START Data to use
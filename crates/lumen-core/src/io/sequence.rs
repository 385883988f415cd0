use std::fs;
use std::path::{Path, PathBuf};

use tracing::{debug, warn};

use crate::consts::DEFAULT_FRAME_RATE;
use crate::error::{LumenError, Result};
use crate::frame::ImageBuffer;
use crate::track::{select_channels, Sample, Track};

use super::image_io::load_planes;

const IMAGE_EXTENSIONS: &[&str] = &["png", "tif", "tiff", "jpg", "jpeg", "bmp"];

/// A directory of numbered still images (`shot.0001.png`, `shot.0002.png`, ...).
///
/// Frame numbers come from the trailing digits of the file stems when they
/// form a contiguous run; otherwise files are numbered from 0 in name order.
/// The first file fixes the channel layout and dimensions.
pub struct ImageSequenceTrack {
    name: String,
    files: Vec<PathBuf>,
    begin: i64,
    rate: f64,
    channels: Vec<String>,
    dim: (usize, usize),
}

impl ImageSequenceTrack {
    pub fn open(dir: &Path) -> Result<Self> {
        Self::open_with_rate(dir, DEFAULT_FRAME_RATE)
    }

    pub fn open_with_rate(dir: &Path, rate: f64) -> Result<Self> {
        let mut entries: Vec<(Option<i64>, PathBuf)> = fs::read_dir(dir)?
            .filter_map(|e| e.ok())
            .map(|e| e.path())
            .filter(|p| p.is_file() && is_image(p))
            .map(|p| (trailing_number(&p), p))
            .collect();
        if entries.is_empty() {
            return Err(LumenError::EmptySequence);
        }
        entries.sort_by(|a, b| a.0.cmp(&b.0).then_with(|| a.1.cmp(&b.1)));

        let numbers: Option<Vec<i64>> = entries.iter().map(|(n, _)| *n).collect();
        let begin = match numbers {
            Some(ns) if ns.windows(2).all(|w| w[1] == w[0] + 1) => ns[0],
            _ => {
                warn!(
                    dir = %dir.display(),
                    "Image file numbers are missing or not contiguous; numbering from 0"
                );
                entries.sort_by(|a, b| a.1.cmp(&b.1));
                0
            }
        };
        let files: Vec<PathBuf> = entries.into_iter().map(|(_, p)| p).collect();

        let (channels, planes) = load_planes(&files[0])?;
        let dim = planes[0].dim();
        debug!(
            dir = %dir.display(),
            frames = files.len(),
            begin,
            width = dim.1,
            height = dim.0,
            channels = ?channels,
            "Opened image sequence"
        );

        Ok(Self {
            name: dir.display().to_string(),
            files,
            begin,
            rate,
            channels,
            dim,
        })
    }

    pub fn width(&self) -> usize {
        self.dim.1
    }

    pub fn height(&self) -> usize {
        self.dim.0
    }

    pub fn file(&self, frame: i64) -> Option<&Path> {
        if !self.contains(frame) {
            return None;
        }
        self.files
            .get((frame - self.begin) as usize)
            .map(PathBuf::as_path)
    }
}

impl Track for ImageSequenceTrack {
    fn name(&self) -> &str {
        &self.name
    }

    fn begin(&self) -> i64 {
        self.begin
    }

    fn end(&self) -> i64 {
        self.begin + self.files.len() as i64 - 1
    }

    fn rate(&self) -> f64 {
        self.rate
    }

    fn channels(&self) -> &[String] {
        &self.channels
    }

    fn fetch(&self, sample: Sample, channels: &[String]) -> Result<ImageBuffer> {
        let path = self.file(sample.frame).ok_or(LumenError::FrameOutOfRange {
            frame: sample.frame,
            begin: self.begin(),
            end: self.end(),
        })?;
        let (names, planes) = load_planes(path)?;
        if names != self.channels {
            return Err(LumenError::Config(format!(
                "{} has channels {names:?}, sequence has {:?}",
                path.display(),
                self.channels
            )));
        }
        if planes[0].dim() != self.dim {
            return Err(LumenError::ShapeMismatch {
                expected_w: self.dim.1,
                expected_h: self.dim.0,
                got_w: planes[0].ncols(),
                got_h: planes[0].nrows(),
            });
        }
        select_channels(&self.channels, planes, channels, &self.name)
    }
}

fn is_image(path: &Path) -> bool {
    path.extension()
        .and_then(|e| e.to_str())
        .map(|e| IMAGE_EXTENSIONS.contains(&e.to_ascii_lowercase().as_str()))
        .unwrap_or(false)
}

fn trailing_number(path: &Path) -> Option<i64> {
    let stem = path.file_stem()?.to_str()?;
    let digits: String = stem
        .chars()
        .rev()
        .take_while(|c| c.is_ascii_digit())
        .collect::<Vec<_>>()
        .into_iter()
        .rev()
        .collect();
    if digits.is_empty() {
        None
    } else {
        digits.parse().ok()
    }
}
END Data to use
## Work required
Identify every line above with the string "return" in it. Copy those lines.

## Solution for this task
            return Err(LumenError::EmptySequence);
            return None;
            return Err(LumenError::Config(format!(
            return Err(LumenError::ShapeMismatch {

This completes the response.